Kurdele sayımız için Yeşil Kurdele adlı kitabı seçtim. Yeşil Kurdele, yazarı Edgar Wallace’ın elli altı yıllık hayatına sığdırdığı 170 roman arasından ilginç konusuyla öne çıkıyor. Kitap üç kez sinemaya uyarlanmış. Konusuna geçmeden size yazar hakkında bilgi vermek isterim.

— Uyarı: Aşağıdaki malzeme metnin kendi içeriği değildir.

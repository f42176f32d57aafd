//! Confirmation screen shown after a successful signup

use ratatui::{
    layout::{Alignment, Constraint, Direction, Layout, Rect},
    style::{Color, Modifier, Style},
    text::{Line, Span},
    widgets::{Block, Borders, Paragraph, Wrap},
    Frame,
};

const BOX_WIDTH: u16 = 56;
const BOX_HEIGHT: u16 = 12;

/// Draw the thank-you screen
pub fn draw(frame: &mut Frame, area: Rect) {
    let center = centered_rect(area, BOX_WIDTH, BOX_HEIGHT);

    let block = Block::default()
        .borders(Borders::ALL)
        .border_style(Style::default().fg(Color::Green));
    let inner = block.inner(center);
    frame.render_widget(block, center);

    let lines = vec![
        Line::from(Span::styled(
            "✔",
            Style::default().fg(Color::Green).add_modifier(Modifier::BOLD),
        )),
        Line::from(""),
        Line::from(Span::styled(
            "Thank You for Joining!",
            Style::default().add_modifier(Modifier::BOLD),
        )),
        Line::from(""),
        Line::from(Span::styled(
            "We've received your request to join the waitlist. \
             We'll be in touch soon with more information about \
             our next-gen OTP delivery solution.",
            Style::default().fg(Color::DarkGray),
        )),
        Line::from(""),
        Line::from(Span::styled(
            "Press q to quit",
            Style::default().fg(Color::DarkGray),
        )),
    ];

    frame.render_widget(
        Paragraph::new(lines)
            .alignment(Alignment::Center)
            .wrap(Wrap { trim: true }),
        inner,
    );
}

/// Center a fixed-size box within the available area
fn centered_rect(area: Rect, width: u16, height: u16) -> Rect {
    let vertical = Layout::default()
        .direction(Direction::Vertical)
        .constraints([
            Constraint::Min(0),
            Constraint::Length(height.min(area.height)),
            Constraint::Min(0),
        ])
        .split(area);
    let horizontal = Layout::default()
        .direction(Direction::Horizontal)
        .constraints([
            Constraint::Min(0),
            Constraint::Length(width.min(area.width)),
            Constraint::Min(0),
        ])
        .split(vertical[1]);
    horizontal[1]
}
//! # Product Catalog
//!
//! The cart only *reads* the catalog: it needs a price per product id to
//! compute totals. The catalog is owned elsewhere (a product store, an API
//! cache), so it is modelled as a trait.
//!
//! ## Revisions
//! ```text
//! ┌─────────────────────────────────────────────────────────────────────────┐
//! │  total_price depends on (cart items, catalog prices).                   │
//! │                                                                         │
//! │  The store memoizes it under the key                                    │
//! │      (items_version, catalog.revision())                                │
//! │                                                                         │
//! │  A catalog that can change must bump its revision on every change,      │
//! │  otherwise a cached total goes stale. A frozen catalog may keep the     │
//! │  default revision of 0.                                                 │
//! └─────────────────────────────────────────────────────────────────────────┘
//! ```

use std::collections::HashMap;
use std::sync::atomic::{AtomicU64, Ordering};
use std::sync::{PoisonError, RwLock};

use crate::error::{CoreResult, ValidationError};
use crate::types::{CatalogProduct, ProductId};
use crate::validation::validate_catalog_product;

// =============================================================================
// Catalog Contract
// =============================================================================

/// Read-only product lookup.
pub trait ProductCatalog: Send + Sync {
    /// Looks up a product by id.
    fn get(&self, id: &str) -> Option<CatalogProduct>;

    /// Change counter; see the module docs.
    fn revision(&self) -> u64 {
        0
    }
}

/// A plain map is a frozen catalog.
impl ProductCatalog for HashMap<ProductId, CatalogProduct> {
    fn get(&self, id: &str) -> Option<CatalogProduct> {
        HashMap::get(self, id).cloned()
    }
}

// =============================================================================
// In-Memory Catalog
// =============================================================================

/// Catalog held in memory, safe to share between the UI layer (which loads
/// products) and the cart (which reads prices).
#[derive(Debug, Default)]
pub struct InMemoryCatalog {
    products: RwLock<HashMap<ProductId, CatalogProduct>>,
    revision: AtomicU64,
}

impl InMemoryCatalog {
    /// Creates an empty catalog.
    pub fn new() -> Self {
        Self::default()
    }

    /// Builds a catalog from trusted records without validation.
    ///
    /// Later records win when ids repeat.
    pub fn from_products(products: impl IntoIterator<Item = CatalogProduct>) -> Self {
        let map = products
            .into_iter()
            .map(|p| (p.id.clone(), p))
            .collect::<HashMap<_, _>>();

        InMemoryCatalog {
            products: RwLock::new(map),
            revision: AtomicU64::new(0),
        }
    }

    /// Builds a catalog from untrusted records, validating each one and
    /// rejecting duplicate ids.
    pub fn try_from_products(
        products: impl IntoIterator<Item = CatalogProduct>,
    ) -> CoreResult<Self> {
        let mut map = HashMap::new();

        for product in products {
            validate_catalog_product(&product)?;
            if map.contains_key(&product.id) {
                return Err(ValidationError::Duplicate {
                    field: "product id".to_string(),
                    value: product.id,
                }
                .into());
            }
            map.insert(product.id.clone(), product);
        }

        Ok(InMemoryCatalog {
            products: RwLock::new(map),
            revision: AtomicU64::new(0),
        })
    }

    /// Parses a JSON array of products.
    ///
    /// ## Format
    /// ```json
    /// [
    ///   { "id": "A", "name": "Apple", "price_cents": 200 },
    ///   { "id": "B", "name": "Bread", "price_cents": 350 }
    /// ]
    /// ```
    pub fn from_json(json: &str) -> CoreResult<Self> {
        let products: Vec<CatalogProduct> =
            serde_json::from_str(json).map_err(|e| ValidationError::InvalidFormat {
                field: "catalog".to_string(),
                reason: e.to_string(),
            })?;

        Self::try_from_products(products)
    }

    /// Inserts or replaces a product and bumps the revision.
    pub fn upsert(&self, product: CatalogProduct) -> CoreResult<()> {
        validate_catalog_product(&product)?;

        self.products
            .write()
            .unwrap_or_else(PoisonError::into_inner)
            .insert(product.id.clone(), product);
        self.revision.fetch_add(1, Ordering::AcqRel);
        Ok(())
    }

    /// Removes a product, bumping the revision if it existed.
    pub fn remove(&self, id: &str) -> Option<CatalogProduct> {
        let removed = self
            .products
            .write()
            .unwrap_or_else(PoisonError::into_inner)
            .remove(id);

        if removed.is_some() {
            self.revision.fetch_add(1, Ordering::AcqRel);
        }
        removed
    }

    /// Number of products.
    pub fn len(&self) -> usize {
        self.products
            .read()
            .unwrap_or_else(PoisonError::into_inner)
            .len()
    }

    pub fn is_empty(&self) -> bool {
        self.len() == 0
    }
}

impl ProductCatalog for InMemoryCatalog {
    fn get(&self, id: &str) -> Option<CatalogProduct> {
        self.products
            .read()
            .unwrap_or_else(PoisonError::into_inner)
            .get(id)
            .cloned()
    }

    fn revision(&self) -> u64 {
        self.revision.load(Ordering::Acquire)
    }
}

// =============================================================================
// Unit Tests
// =============================================================================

Kitapları 50 milyonun üzerinde satan nadir yazarlardan olan Edgar Wallace polisiye türünün de öncülerinden sayılıyor. 1875’de Londra’da doğan Wallace, elli altı yıllık yaşantısına 18 tiyatro oyunu, 957 kısa öykü ve yukarıda da belirttiğim gibi, 170’den fazla roman sığdırdı. Çocukluğu yoksulluk içinde geçti. On iki yaşında okulu bıraktı, yirmi bir yaşında orduya katıldı. Britanya İmparatorluğu ve Güney Afrika arasında yaşanan İkinci Boer Savaşı sırasında Reuters ve Daily Mail için savaş muhabirliği yaptı. İlk kitabı Aralarında Dört Adil Adam’ı kendi imkanlarıyla bastı. İşler iyi gitmeyince Kongo’ya gitti. Burada öyküler yazdı. Bazıları The Windsor Magazin gibi dergilerde tefrika edildi. 1911’de bu öykülerden Sanders of River adlı seçkisi basıldı. Bazı öyküleri sinemaya uyarlandı. 1921’de Hodder and Stoughton adlı yayın şirketiyle anlaştı ve uluslararası alanda tanınan bir yazar oldu. 1931’ de milletvekili olma girişimi başarısız olunca Hollywood’a taşındı ve burada senaryo yazarı olarak çalıştı. Bir sinema başyapıtı olan King Kong’ un senaryosu üzerinde çalışırken teşhis edilemeyen diyabet nedeniyle 1932 yılında aniden öldü. King Kong filmi Cinema Monthly tarafından 1933 yılında çevrildi.
1920’ lerde çok satan bir yazar olan Wallace’in en bilinen romanları arasında Ölüm Bavul Hazırlıyor, Blackmoor Şatosu’nun Boğazlayanı, Cinayet Yetmez, Beyaz Halı, Soho’ daki Hayalet, Dünya Tehlikede bulunmaktadır. Türkçeye altmışa yakın eseri çevrilmiştir.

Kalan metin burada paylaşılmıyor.